TASK GOAL: The entries underneath need to be duplicated exactly, with none omitted.

SUPPLIED MATERIAL Start Marker

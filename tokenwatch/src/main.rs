//! Process entry point: loads configuration from the environment, wires the
//! pipeline together, and runs until a shutdown signal arrives.

use std::collections::HashMap;
use std::sync::Arc;
use std::time::Duration;

use tokenwatch::adapters::UpstreamAdapter;
use tokenwatch::{
    AppConfig, Broadcaster, CacheConfig, DexAdapter, MarketAdapter, RateLimiterConfig,
    RetryConfig, SchedulerConfig, Scheduler, UpstreamConfig,
};
use tokenwatch_middleware::{RateLimiter, SnapshotStore};

fn env_or(key: &str, default: &str) -> String {
    std::env::var(key).unwrap_or_else(|_| default.to_string())
}

fn env_parse<T: std::str::FromStr>(key: &str, default: T) -> T {
    std::env::var(key)
        .ok()
        .and_then(|v| v.parse().ok())
        .unwrap_or(default)
}

/// Assemble [`AppConfig`] from the environment, falling back to the
/// documented defaults (§6) for anything unset.
fn load_config() -> AppConfig {
    let cache = CacheConfig {
        cache_url: env_or("CACHE_URL", "redis://127.0.0.1:6379"),
        ttl: Duration::from_secs(env_parse("CACHE_TTL_SECONDS", 30)),
    };

    let scheduler = SchedulerConfig {
        update_interval: Duration::from_secs(env_parse("UPDATE_INTERVAL_SECONDS", 10)),
        batch_size: env_parse("BATCH_SIZE", 50),
        max_tokens: env_parse("MAX_TOKENS", 1000),
        per_token_cache_cap: env_parse("PER_TOKEN_CACHE_CAP", 100),
    };

    let upstreams = vec![
        UpstreamConfig {
            tag: "dex".to_string(),
            base_url: env_or("DEX_BASE_URL", "https://api.dexscreener.com/latest/dex"),
            rate_limiter: RateLimiterConfig {
                points: env_parse("DEX_RATE_LIMIT_POINTS", 300),
                duration: Duration::from_secs(env_parse("DEX_RATE_LIMIT_SECONDS", 60)),
            },
            retry: RetryConfig {
                max_attempts: env_parse("DEX_RETRY_ATTEMPTS", 3),
                base_delay: Duration::from_secs(env_parse("DEX_RETRY_BASE_DELAY_SECONDS", 1)),
            },
        },
        UpstreamConfig {
            tag: "market".to_string(),
            base_url: env_or("MARKET_BASE_URL", "https://api.coingecko.com/api/v3"),
            rate_limiter: RateLimiterConfig {
                points: env_parse("MARKET_RATE_LIMIT_POINTS", 300),
                duration: Duration::from_secs(env_parse("MARKET_RATE_LIMIT_SECONDS", 60)),
            },
            retry: RetryConfig {
                max_attempts: env_parse("MARKET_RETRY_ATTEMPTS", 3),
                base_delay: Duration::from_secs(env_parse("MARKET_RETRY_BASE_DELAY_SECONDS", 1)),
            },
        },
    ];

    AppConfig {
        cache,
        scheduler,
        upstreams,
        listen_port: env_parse("LISTEN_PORT", 8080),
    }
}

#[tokio::main]
async fn main() {
    tracing_subscriber::fmt::init();

    let config = load_config();

    let rate_limiter_configs: HashMap<String, RateLimiterConfig> = config
        .upstreams
        .iter()
        .map(|u| (u.tag.clone(), u.rate_limiter))
        .collect();
    let rate_limiter = Arc::new(RateLimiter::new(rate_limiter_configs));

    let adapters: Vec<Arc<dyn UpstreamAdapter>> = config
        .upstreams
        .iter()
        .map(|u| -> Arc<dyn UpstreamAdapter> {
            match u.tag.as_str() {
                "dex" => Arc::new(DexAdapter::new(
                    u.base_url.clone(),
                    Arc::clone(&rate_limiter),
                    config.scheduler.batch_size,
                )),
                _ => Arc::new(MarketAdapter::new(
                    u.base_url.clone(),
                    Arc::clone(&rate_limiter),
                    config.scheduler.batch_size,
                )),
            }
        })
        .collect();

    // All upstreams share one retry policy in this deployment; a per-upstream
    // policy would key off `UpstreamConfig::retry` instead.
    let retry_config = config
        .upstreams
        .first()
        .map(|u| u.retry)
        .unwrap_or_default();

    let store = Arc::new(SnapshotStore::with_moka(
        &config.cache,
        config.scheduler.per_token_cache_cap,
    ));
    let broadcaster = Arc::new(Broadcaster::new());

    let scheduler = Arc::new(Scheduler::new(
        adapters,
        retry_config,
        store,
        broadcaster,
        config.scheduler.update_interval,
        config.scheduler.max_tokens,
    ));

    let stream = scheduler.spawn();

    tokio::signal::ctrl_c()
        .await
        .expect("failed to listen for shutdown signal");
    tracing::info!("shutdown signal received, stopping scheduler");
    stream.stop().await;
}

SUPPLIED MATERIAL End Marker

EXERCISE RESULT:
filename tokenwatch/src/main.rs
//! Process entry point: loads configuration from the environment, wires the
//! pipeline together, and runs until a shutdown signal arrives.

use std::collections::HashMap;
use std::sync::Arc;
use std::time::Duration;

use tokenwatch::adapters::UpstreamAdapter;
use tokenwatch::{
    AppConfig, Broadcaster, CacheConfig, DexAdapter, MarketAdapter, RateLimiterConfig,
    RetryConfig, SchedulerConfig, Scheduler, UpstreamConfig,
};
use tokenwatch_middleware::{RateLimiter, SnapshotStore};

fn env_or(key: &str, default: &str) -> String {
    std::env::var(key).unwrap_or_else(|_| default.to_string())
}

fn env_parse<T: std::str::FromStr>(key: &str, default: T) -> T {
    std::env::var(key)
        .ok()
        .and_then(|v| v.parse().ok())
        .unwrap_or(default)
}

/// Assemble [`AppConfig`] from the environment, falling back to the
/// documented defaults (§6) for anything unset.
fn load_config() -> AppConfig {
    let cache = CacheConfig {
        cache_url: env_or("CACHE_URL", "redis://127.0.0.1:6379"),
        ttl: Duration::from_secs(env_parse("CACHE_TTL_SECONDS", 30)),
    };

    let scheduler = SchedulerConfig {
        update_interval: Duration::from_secs(env_parse("UPDATE_INTERVAL_SECONDS", 10)),
        batch_size: env_parse("BATCH_SIZE", 50),
        max_tokens: env_parse("MAX_TOKENS", 1000),
        per_token_cache_cap: env_parse("PER_TOKEN_CACHE_CAP", 100),
    };

    let upstreams = vec![
        UpstreamConfig {
            tag: "dex".to_string(),
            base_url: env_or("DEX_BASE_URL", "https://api.dexscreener.com/latest/dex"),
            rate_limiter: RateLimiterConfig {
                points: env_parse("DEX_RATE_LIMIT_POINTS", 300),
                duration: Duration::from_secs(env_parse("DEX_RATE_LIMIT_SECONDS", 60)),
            },
            retry: RetryConfig {
                max_attempts: env_parse("DEX_RETRY_ATTEMPTS", 3),
                base_delay: Duration::from_secs(env_parse("DEX_RETRY_BASE_DELAY_SECONDS", 1)),
            },
        },
        UpstreamConfig {
            tag: "market".to_string(),
            base_url: env_or("MARKET_BASE_URL", "https://api.coingecko.com/api/v3"),
            rate_limiter: RateLimiterConfig {
                points: env_parse("MARKET_RATE_LIMIT_POINTS", 300),
                duration: Duration::from_secs(env_parse("MARKET_RATE_LIMIT_SECONDS", 60)),
            },
            retry: RetryConfig {
                max_attempts: env_parse("MARKET_RETRY_ATTEMPTS", 3),
                base_delay: Duration::from_secs(env_parse("MARKET_RETRY_BASE_DELAY_SECONDS", 1)),
            },
        },
    ];

    AppConfig {
        cache,
        scheduler,
        upstreams,
        listen_port: env_parse("LISTEN_PORT", 8080),
    }
}

#[tokio::main]
async fn main() {
    tracing_subscriber::fmt::init();

    let config = load_config();

    let rate_limiter_configs: HashMap<String, RateLimiterConfig> = config
        .upstreams
        .iter()
        .map(|u| (u.tag.clone(), u.rate_limiter))
        .collect();
    let rate_limiter = Arc::new(RateLimiter::new(rate_limiter_configs));

    let adapters: Vec<Arc<dyn UpstreamAdapter>> = config
        .upstreams
        .iter()
        .map(|u| -> Arc<dyn UpstreamAdapter> {
            match u.tag.as_str() {
                "dex" => Arc::new(DexAdapter::new(
                    u.base_url.clone(),
                    Arc::clone(&rate_limiter),
                    config.scheduler.batch_size,
                )),
                _ => Arc::new(MarketAdapter::new(
                    u.base_url.clone(),
                    Arc::clone(&rate_limiter),
                    config.scheduler.batch_size,
                )),
            }
        })
        .collect();

    // All upstreams share one retry policy in this deployment; a per-upstream
    // policy would key off `UpstreamConfig::retry` instead.
    let retry_config = config
        .upstreams
        .first()
        .map(|u| u.retry)
        .unwrap_or_default();

    let store = Arc::new(SnapshotStore::with_moka(
        &config.cache,
        config.scheduler.per_token_cache_cap,
    ));
    let broadcaster = Arc::new(Broadcaster::new());

    let scheduler = Arc::new(Scheduler::new(
        adapters,
        retry_config,
        store,
        broadcaster,
        config.scheduler.update_interval,
        config.scheduler.max_tokens,
    ));

    let stream = scheduler.spawn();

    tokio::signal::ctrl_c()
        .await
        .expect("failed to listen for shutdown signal");
    tracing::info!("shutdown signal received, stopping scheduler");
    stream.stop().await;
}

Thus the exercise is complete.